Matt is talkative, Sally is curt, and yet both are quick with
a witty barb (his against this part of the country, hers against
him).
“Sally,
you don’t deprecate a man’s car,” Matt tells her. “A man’s
car reflects his pride in himself and his status in society.
Castigate my car, you castigate me.” To which Sally replies,
“You may be full of hot air on most things, but you are right
about that. That—that—hay baler!–-is a good reflection of
you.”
And they have more in common. Matt, the unassuming tax accountant,
is distrustful of authority. Sally, whose family owns the
biggest factory in town, was fired from teaching Sunday School
for reading The Theory of the Leisure Class to the
factory workers’ children. We know why Matt, with his European
Jewish accent, is an outsider (though how he got to Missouri
is still a mystery) but not why Sally works at a menial job,
still unmarried at 31. What we discover is that the obstacles
to his characters’ romance are deeper than you’d find in a
bedroom farce—or in the 1940s romantic films Wilson looked
to for inspiration—but the resolution is, if anything, more
joyous because of that.
Curtain Call’s production of this minor masterpiece leaves
nothing to be desired. Wilson originally wrote Talley’s
Folly as a showpiece for Circle Rep regular Judd Hirsch,
and he uses Matt to show us the contingent of eccentric friends,
neighbors and relatives every Southern writer must possess.

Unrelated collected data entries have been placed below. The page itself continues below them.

//! Mail-exchange selection and connection negotiation.
//!
//! The connector tries every candidate the resolver produced, in order,
//! until one accepts a session. Negotiating with a single candidate
//! (dial, greeting, EHLO, opportunistic STARTTLS) runs as its own task
//! so it can be raced against the stop signal: a hung exchange can stall
//! at any pre-transaction step, and shutdown must not wait for it.

use std::sync::Arc;

use courier_smtp::{ClientError, Response, SmtpClient};
use thiserror::Error;
use tokio::{sync::watch, task::JoinHandle, time::timeout};
use tracing::{debug, warn};

use crate::{
    dns::{MailExchange, MxResolver},
    error::TransientError,
    types::{DeliveryConfig, SmtpTimeouts},
};

/// Outcome of negotiating a session for a domain.
pub(crate) enum Negotiation {
    /// A session is established: greeting and EHLO done, TLS upgraded
    /// when the exchange advertised it.
    Connected(SmtpClient),
    /// The stop signal fired before negotiation finished. Not an error.
    Cancelled,
}

/// A failure local to one candidate exchange.
#[derive(Debug, Error)]
pub(crate) enum NegotiateError {
    #[error(transparent)]
    Client(#[from] ClientError),

    #[error("{step} timed out")]
    Timeout { step: &'static str },

    #[error("{step} rejected: {code} {message}")]
    Rejected {
        step: &'static str,
        code: u16,
        message: String,
    },

    #[error("negotiation task failed: {0}")]
    Join(#[from] tokio::task::JoinError),
}

/// Establishes sessions with the first reachable exchange of a domain.
pub(crate) struct Connector {
    resolver: Arc<dyn MxResolver>,
    timeouts: SmtpTimeouts,
    helo_name: String,
}

impl Connector {
    pub(crate) fn new(resolver: Arc<dyn MxResolver>, config: &DeliveryConfig) -> Self {
        let helo_name = config.helo_name.clone().unwrap_or_else(local_host_name);

        Self {
            resolver,
            timeouts: config.timeouts.clone(),
            helo_name,
        }
    }

    /// Try every candidate exchange in resolver order until one accepts
    /// a session. Failed candidates are logged and skipped; an exhausted
    /// (or empty) candidate list is a transient failure.
    pub(crate) async fn connect(
        &self,
        domain: &str,
        stop: &mut watch::Receiver<bool>,
    ) -> Result<Negotiation, TransientError> {
        let unreachable = || TransientError::NoReachableExchange {
            domain: domain.to_string(),
        };

        let exchanges = match self.resolver.resolve(domain).await {
            Ok(exchanges) => exchanges,
            Err(error) => {
                warn!(domain, error = %error, "mail exchange resolution failed");
                return Err(unreachable());
            }
        };

        if exchanges.is_empty() {
            warn!(domain, "resolver returned no candidate exchanges");
            return Err(unreachable());
        }

        for exchange in exchanges {
            let host = exchange.host.clone();
            match self.negotiate(exchange, stop).await {
                Ok(outcome) => return Ok(outcome),
                Err(error) => {
                    warn!(domain, exchange = %host, error = %error, "unable to connect to mail exchange");
                }
            }
        }

        Err(unreachable())
    }

    /// Negotiate with a single candidate, racing the handshake task
    /// against the stop signal. On cancellation the task is aborted and
    /// a neutral [`Negotiation::Cancelled`] is returned.
    async fn negotiate(
        &self,
        exchange: MailExchange,
        stop: &mut watch::Receiver<bool>,
    ) -> Result<Negotiation, NegotiateError> {
        let mut handshake = spawn_handshake(exchange, self.helo_name.clone(), self.timeouts.clone());

        tokio::select! {
            outcome = &mut handshake => outcome?.map(Negotiation::Connected),
            _ = stop.wait_for(|&stopped| stopped) => {
                handshake.abort();
                Ok(Negotiation::Cancelled)
            }
        }
    }
}

fn spawn_handshake(
    exchange: MailExchange,
    helo_name: String,
    timeouts: SmtpTimeouts,
) -> JoinHandle<Result<SmtpClient, NegotiateError>> {
    tokio::spawn(async move { handshake(&exchange, &helo_name, &timeouts).await })
}

/// Dial, read the greeting, EHLO, and opportunistically upgrade to TLS.
async fn handshake(
    exchange: &MailExchange,
    helo_name: &str,
    timeouts: &SmtpTimeouts,
) -> Result<SmtpClient, NegotiateError> {
    let mut client = timeout(
        timeouts.connect(),
        SmtpClient::connect(&exchange.address(), exchange.host.clone()),
    )
    .await
    .map_err(|_| NegotiateError::Timeout { step: "connect" })??;

    let greeting = timeout(timeouts.greeting(), client.read_greeting())
        .await
        .map_err(|_| NegotiateError::Timeout { step: "greeting" })??;
    if !greeting.is_success() {
        return Err(rejected("greeting", &greeting));
    }

    let ehlo = timeout(timeouts.ehlo(), client.ehlo(helo_name))
        .await
        .map_err(|_| NegotiateError::Timeout { step: "EHLO" })??;
    if !ehlo.is_success() {
        return Err(rejected("EHLO", &ehlo));
    }

    if advertises_starttls(&ehlo) {
        let response = timeout(timeouts.starttls(), client.starttls())
            .await
            .map_err(|_| NegotiateError::Timeout { step: "STARTTLS" })??;
        if !response.is_success() {
            return Err(rejected("STARTTLS", &response));
        }

        // RFC 3207: the session state resets after the TLS handshake.
        let ehlo = timeout(timeouts.ehlo(), client.ehlo(helo_name))
            .await
            .map_err(|_| NegotiateError::Timeout {
                step: "EHLO after STARTTLS",
            })??;
        if !ehlo.is_success() {
            return Err(rejected("EHLO after STARTTLS", &ehlo));
        }

        debug!(exchange = %exchange.host, "session upgraded via STARTTLS");
    }

    Ok(client)
}

fn advertises_starttls(ehlo: &Response) -> bool {
    ehlo.lines
        .iter()
        .any(|line| line.trim().eq_ignore_ascii_case("STARTTLS"))
}

fn rejected(step: &'static str, response: &Response) -> NegotiateError {
    NegotiateError::Rejected {
        step,
        code: response.code,
        message: response.message(),
    }
}

fn local_host_name() -> String {
    gethostname::gethostname()
        .into_string()
        .unwrap_or_else(|_| "localhost".to_string())
}

#[cfg(test)]
mod tests {
    use super::*;

    #[test]
    fn starttls_is_detected_case_insensitively() {
        let ehlo = Response::new(
            250,
            vec!["mock.test".to_string(), "starttls".to_string()],
        );
        assert!(advertises_starttls(&ehlo));

        let ehlo = Response::new(250, vec!["mock.test".to_string(), "SIZE 100".to_string()]);
        assert!(!advertises_starttls(&ehlo));
    }

    #[test]
    fn local_host_name_is_never_empty() {
        assert!(!local_host_name().is_empty());
    }
}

At Curtain Call, Howie Schaffer as Matt gives a full-throttle
performance that is just as rich and versatile as Hirsch’s
was, while Kathleen Carey as Sally is cool and wry. Both look
and feel just right for their parts, and the evocative design—including
the suggestion of a boathouse by Malachi Martin, sepia-toned
costumes by Janet Womachka, and lighting and sound by John
E. Miller and Lori A. Barringer, respectively—makes the most
of Curtain Call’s intimate space. Director Steve Fletcher
pulls these elements together to create a series of tableaux
that play out like memories projected on a screen: the bearded
but nattily dressed European Jew, contrasted with the blonde
with a patrician’s profile in a cream-colored dress, against
a backdrop of lattice and rushes and an old canoe. There’s
no doubt something meaningful is taking place here amid all
the banter, and for the 97 minutes Matt promises us it will
take, we’re happy to put ourselves in the hands of these capable
artists and enjoy.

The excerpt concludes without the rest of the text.